El mundo contemporáneo podría asemejarse al tiempo en que Nuestro Señor nació en Belén: Su boca torturada se abre con un gemido fuerte y agonizante, el gemido de los malhechores que viven alejados de Dios y el gemido de los justos que viven atormentados por el malhechores

Cuanto más sombrías se vuelven las circunstancias y más atroces crecen los dolores diversos, más debemos pedir a Nuestra Señora que ponga fin a tanto sufrimiento no solo para nuestro propio alivio, sino para el mayor beneficio de nuestras almas. La sagrada teología dice que las oraciones de Nuestra Señora anticiparon el momento de la redención del mundo por el Mesías. En este angustioso momento de la historia, pues, volvamos con confianza la mirada a Nuestra Señora, pidiéndole que acelere el gran momento que todos esperamos, cuando un nuevo Pentecostés encienda faros de luz y esperanza en estas tinieblas y restablezca el reino de Nuestra Señor Jesucristo en la tierra.

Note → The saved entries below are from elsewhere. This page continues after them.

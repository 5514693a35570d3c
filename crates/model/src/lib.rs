//! Domain entities of the bakery shop: catalog, identity, cart, order,
//! payment and delivery records, plus the status enums that drive the
//! order lifecycle.
//!
//! Status enums are stored as Postgres enum types, hence the
//! `ToSql`/`FromSql` derives next to the serde ones.

mod cart;
mod catalog;
mod identity;
mod order;
mod pricing;
mod shipping;

pub use cart::{Cart, CartLine, CartStatus};
pub use catalog::{Category, Product};
pub use identity::{Credential, Role, User};
pub use order::{Order, OrderLine, OrderStatus};
pub use pricing::{DEFAULT_DELIVERY_FEE, OrderTotals, TAX_RATE};
pub use shipping::{Delivery, DeliveryStatus, Payment, PaymentMethod, PaymentStatus};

Debemos ser como Daniel, a quien la Sagrada Escritura describe como el "desideriorum vires decir, un hombre lleno de grandes deseos. Deseemos muchas cosas grandes para la gloria de Dios. Pidámosle siempre a Nuestra Señora todo. Y, sobre todo, pidámosle aquello que la Sagrada Liturgia nos pide. Dios:

"Emitte Spiritum tuum et creabuntur, et renovabis faciem terrae" (Envía tu Espíritu, y serán creados, y renovarás la faz de la tierra).

Debemos pedir, por mediación de Nuestra Señora, que Dios nos envíe una vez más el Espíritu Santo con la plenitud de sus dones para que su reino sea creado de nuevo y purificado por una renovación de la faz de la tierra.

En la Divina Comedia, Dante escribió que orar sin el patrocinio de Nuestra Señora es como querer volar sin alas. Confiemos entonces a Nuestra Señora este anhelo y deseo de corazón. Las manos de María serán para nuestra oración un par de alas puras que la llevarán con certeza al trono de Dios.